ATATÜRK 95 YIL ÖNCE TEKİRDAĞ’DAYDI…
İbrahim BİRELMA
23 Ağustos 1928 günü sabah saat beşbuçuk’ta, Gazi Mustafa Kemal Paşa ve arkadaşlarını getiren Ertuğrul yatı, Tekirdağ sularına girdi. Aynı günün sabahı iskelede balık tutmak için bulunan Selahattin Girgin şunları anlattı: “Şoför Mazhar’ın kardeşi Şevket’le beraber 23 Ağustos 1928 Perşembe günü Demir İskele’ye gitmiştik. Eski Belediye Başkanı olan Nuri Bey, yanına aldığı adamlarla taşıttığı halıları bizzat başında durmak suretiyle döşemeye başladı. Tekirdağ’lılar Gazi’yi iskeleden hükümet önüne kadar yere bastırmadan halı döşeyip karşılamaya hazırlanıyorlardı. Her taraf Ayyıldızlı Türk bayraklarıyla süslenmişti. Saat 11.00 sıralarında Gazi ve beraberindekiler demir iskeleye geldiler. Memurin, halk coşkulu alkışlarla yaşa varol büyük kurtarıcımız diye bağırıyor ve tezahürat yapıyorlardı.”
Gazi Mustafa Kemal ve beraberindeki zevat halen Vali makam odası olarak kullanılan İl genel meclisi salonuna geldiler. Mustafa Kemal Paşa kısa bir açış konuşmasından sonra başöğretmenliğe başladı. Kara tahtanın başına geçen Atatürk, memurlardan birçoğunu tahtaya çekerek lâtin harfleriyle yazı yazdırdı.

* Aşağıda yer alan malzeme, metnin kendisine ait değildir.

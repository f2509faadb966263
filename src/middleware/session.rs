//! Type-safe session access.
//!
//! Wraps the raw `Session` behind a small interface that owns the session
//! key constants, so handlers and guards never touch key strings directly.

use tower_sessions::Session;

use crate::error::AppError;

/// Session key holding the authenticated user's id.
const SESSION_AUTH_USER_ID: &str = "auth:user";

/// Authentication state stored in the request session.
pub struct AuthSession<'a> {
    session: &'a Session,
}

impl<'a> AuthSession<'a> {
    pub fn new(session: &'a Session) -> Self {
        Self { session }
    }

    /// Stores the user's id, establishing a logged-in session.
    pub async fn set_user_id(&self, user_id: i32) -> Result<(), AppError> {
        self.session.insert(SESSION_AUTH_USER_ID, user_id).await?;
        Ok(())
    }

    /// Retrieves the authenticated user's id, if any.
    pub async fn user_id(&self) -> Result<Option<i32>, AppError> {
        Ok(self.session.get::<i32>(SESSION_AUTH_USER_ID).await?)
    }

    /// Ends the session, logging the user out.
    pub async fn clear(&self) -> Result<(), AppError> {
        self.session.flush().await?;
        Ok(())
    }
}
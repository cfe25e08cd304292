//! Corpus and shard writers.
//!
//! Everything is newline-delimited JSON. A batch match run gives each
//! worker a private shard file derived from the destination path and its
//! worker index; shards are concatenated into the destination and removed
//! once the pool has joined.
use std::fs::{File, OpenOptions};
use std::io::{self, BufWriter, Write};
use std::path::{Path, PathBuf};

use glob::glob;
use log::debug;
use serde::Serialize;

use crate::error::Error;

/// Buffered line-oriented JSON writer.
pub struct CorpusWriter {
    handle: BufWriter<File>,
}

impl CorpusWriter {
    /// Create (or truncate) the destination file.
    pub fn create(dst: &Path) -> Result<Self, Error> {
        Ok(Self {
            handle: BufWriter::new(File::create(dst)?),
        })
    }

    /// Open the destination for appending, creating it if needed.
    pub fn append(dst: &Path) -> Result<Self, Error> {
        let handle = OpenOptions::new().create(true).append(true).open(dst)?;
        Ok(Self {
            handle: BufWriter::new(handle),
        })
    }

    /// Serialize one value as a single line.
    pub fn write_line<S: Serialize>(&mut self, value: &S) -> Result<(), Error> {
        serde_json::to_writer(&mut self.handle, value)?;
        self.handle.write_all(b"\n")?;
        Ok(())
    }

    pub fn flush(&mut self) -> Result<(), Error> {
        self.handle.flush()?;
        Ok(())
    }
}

/// Shard path for a given worker identity: `dst` with `_part_<worker>`
/// spliced in before the extension.
pub fn shard_path(dst: &Path, worker: usize) -> PathBuf {
    let stem = dst
        .file_stem()
        .and_then(|s| s.to_str())
        .unwrap_or("matches");
    dst.with_file_name(format!("{stem}_part_{worker}.jsonl"))
}

/// Remove shards left behind by a previous run, whatever worker count it
/// used. Runs strictly before the pool starts.
pub fn clean_stale_shards(dst: &Path) -> Result<(), Error> {
    let pattern = shard_path(dst, 0)
        .to_string_lossy()
        .replace("_part_0", "_part_*");
    for entry in glob(&pattern)? {
        let path = entry?;
        debug!("removing stale shard {:?}", path);
        std::fs::remove_file(path)?;
    }
    Ok(())
}

/// Concatenate the known shard set `0..workers` into `dst`, deleting each
/// shard after it is copied. Runs strictly after the pool joins; shard
/// order across workers is arbitrary by contract.
pub fn merge_shards(dst: &Path, workers: usize) -> Result<(), Error> {
    let mut out = BufWriter::new(File::create(dst)?);
    for worker in 0..workers {
        let path = shard_path(dst, worker);
        if !path.exists() {
            continue;
        }
        let mut shard = File::open(&path)?;
        io::copy(&mut shard, &mut out)?;
        std::fs::remove_file(&path)?;
    }
    out.flush()?;
    Ok(())
}

#[cfg(test)]
mod tests {
    use std::fs;
    use std::path::Path;

    use tempfile::tempdir;

    use super::{clean_stale_shards, merge_shards, shard_path, CorpusWriter};

    #[test]
    fn shard_paths_are_keyed_by_worker_identity() {
        let dst = Path::new("/out/matches.jsonl");
        assert_eq!(
            shard_path(dst, 3),
            Path::new("/out/matches_part_3.jsonl")
        );
    }

    #[test]
    fn merge_concatenates_and_removes_shards() {
        let dir = tempdir().unwrap();
        let dst = dir.path().join("matches.jsonl");

        for worker in 0..3 {
            let mut w = CorpusWriter::append(&shard_path(&dst, worker)).unwrap();
            w.write_line(&serde_json::json!({ "worker": worker })).unwrap();
            w.flush().unwrap();
        }

        merge_shards(&dst, 3).unwrap();

        let merged = fs::read_to_string(&dst).unwrap();
        assert_eq!(merged.lines().count(), 3);
        for worker in 0..3 {
            assert!(!shard_path(&dst, worker).exists());
        }
    }

    #[test]
    fn cleanup_removes_shards_from_any_worker_count() {
        let dir = tempdir().unwrap();
        let dst = dir.path().join("matches.jsonl");

        // stale shard with an index beyond the next run's worker count
        let stale = shard_path(&dst, 40);
        fs::write(&stale, "{}\n").unwrap();

        clean_stale_shards(&dst).unwrap();
        assert!(!stale.exists());
    }
}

Gazi hazretleri, Valilik’den sonra Belediye dairesine, sonra zabitan yurdunu ziyaretten sonra çarşı içindeki bir eczahaneye uğramışlardır. Bundan sonra saat on beşte iskelede Kıtaat-ı askeriyeye bir resmi geçit yaptırmışlar, sonra halka veda ederek Ertuğrul yatına dönmüşlerdir: Gazi hazretleri saat onbeşiyirmibeş geçe İstanbul’a hareket etmişlerdir.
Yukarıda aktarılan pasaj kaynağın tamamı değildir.